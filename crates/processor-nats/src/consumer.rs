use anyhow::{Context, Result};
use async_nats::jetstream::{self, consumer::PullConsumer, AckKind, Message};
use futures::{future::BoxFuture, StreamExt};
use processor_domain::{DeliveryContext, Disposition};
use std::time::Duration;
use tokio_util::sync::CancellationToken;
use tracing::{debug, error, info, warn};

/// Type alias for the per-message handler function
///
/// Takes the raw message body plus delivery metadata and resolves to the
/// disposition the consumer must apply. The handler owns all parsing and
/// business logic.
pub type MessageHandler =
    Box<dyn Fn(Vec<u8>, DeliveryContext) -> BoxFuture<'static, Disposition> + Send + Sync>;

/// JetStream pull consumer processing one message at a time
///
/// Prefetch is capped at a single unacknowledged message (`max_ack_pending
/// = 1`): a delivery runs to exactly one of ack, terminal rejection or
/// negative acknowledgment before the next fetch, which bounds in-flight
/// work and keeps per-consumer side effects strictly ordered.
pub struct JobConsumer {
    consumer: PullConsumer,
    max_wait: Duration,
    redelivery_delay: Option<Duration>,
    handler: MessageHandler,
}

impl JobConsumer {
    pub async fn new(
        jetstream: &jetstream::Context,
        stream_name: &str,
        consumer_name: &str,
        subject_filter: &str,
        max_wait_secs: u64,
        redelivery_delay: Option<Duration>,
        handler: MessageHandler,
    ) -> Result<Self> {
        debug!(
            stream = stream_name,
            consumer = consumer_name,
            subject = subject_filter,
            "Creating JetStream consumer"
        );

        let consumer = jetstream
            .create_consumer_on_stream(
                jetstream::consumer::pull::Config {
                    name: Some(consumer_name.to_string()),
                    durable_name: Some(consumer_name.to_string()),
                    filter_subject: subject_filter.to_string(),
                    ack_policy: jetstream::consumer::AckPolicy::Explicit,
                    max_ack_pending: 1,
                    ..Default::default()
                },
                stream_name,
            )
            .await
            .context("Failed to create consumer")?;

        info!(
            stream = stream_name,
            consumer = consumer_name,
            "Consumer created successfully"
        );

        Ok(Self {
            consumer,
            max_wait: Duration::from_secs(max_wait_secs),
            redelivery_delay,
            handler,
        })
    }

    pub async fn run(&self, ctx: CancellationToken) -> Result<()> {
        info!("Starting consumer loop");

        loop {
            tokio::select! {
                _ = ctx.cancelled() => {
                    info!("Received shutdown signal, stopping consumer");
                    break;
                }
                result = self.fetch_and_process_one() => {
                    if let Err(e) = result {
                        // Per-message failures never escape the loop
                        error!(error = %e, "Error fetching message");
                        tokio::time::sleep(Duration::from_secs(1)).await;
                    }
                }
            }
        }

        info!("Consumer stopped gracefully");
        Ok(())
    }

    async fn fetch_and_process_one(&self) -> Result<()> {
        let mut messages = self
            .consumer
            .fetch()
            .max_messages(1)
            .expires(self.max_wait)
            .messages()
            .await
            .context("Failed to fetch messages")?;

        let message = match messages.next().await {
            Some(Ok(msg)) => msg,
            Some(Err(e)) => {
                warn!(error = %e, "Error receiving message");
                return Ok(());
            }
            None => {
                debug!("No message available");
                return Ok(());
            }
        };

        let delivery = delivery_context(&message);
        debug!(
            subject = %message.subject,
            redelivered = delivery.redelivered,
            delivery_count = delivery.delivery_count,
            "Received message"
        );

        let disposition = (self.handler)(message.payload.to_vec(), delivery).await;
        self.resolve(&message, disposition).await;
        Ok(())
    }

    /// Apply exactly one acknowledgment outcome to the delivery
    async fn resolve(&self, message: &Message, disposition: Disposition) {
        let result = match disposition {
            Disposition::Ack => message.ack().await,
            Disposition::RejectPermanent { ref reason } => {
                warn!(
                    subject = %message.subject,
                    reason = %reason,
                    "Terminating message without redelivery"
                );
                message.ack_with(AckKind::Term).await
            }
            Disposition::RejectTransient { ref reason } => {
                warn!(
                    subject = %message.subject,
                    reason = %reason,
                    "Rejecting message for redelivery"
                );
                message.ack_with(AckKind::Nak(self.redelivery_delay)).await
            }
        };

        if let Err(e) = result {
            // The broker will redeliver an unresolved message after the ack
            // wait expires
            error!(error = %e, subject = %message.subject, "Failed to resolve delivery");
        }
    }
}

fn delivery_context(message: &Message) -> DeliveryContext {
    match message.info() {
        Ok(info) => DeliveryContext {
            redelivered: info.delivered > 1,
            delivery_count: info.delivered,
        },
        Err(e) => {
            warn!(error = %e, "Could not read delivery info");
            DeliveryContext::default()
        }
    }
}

ACTIVITY: Please copy each line of the records above in which the word "Some" can be found.

RESPONSE TO THE EXERCISE:
                    name: Some(consumer_name.to_string()),
                    durable_name: Some(consumer_name.to_string()),
            Some(Ok(msg)) => msg,
            Some(Err(e)) => {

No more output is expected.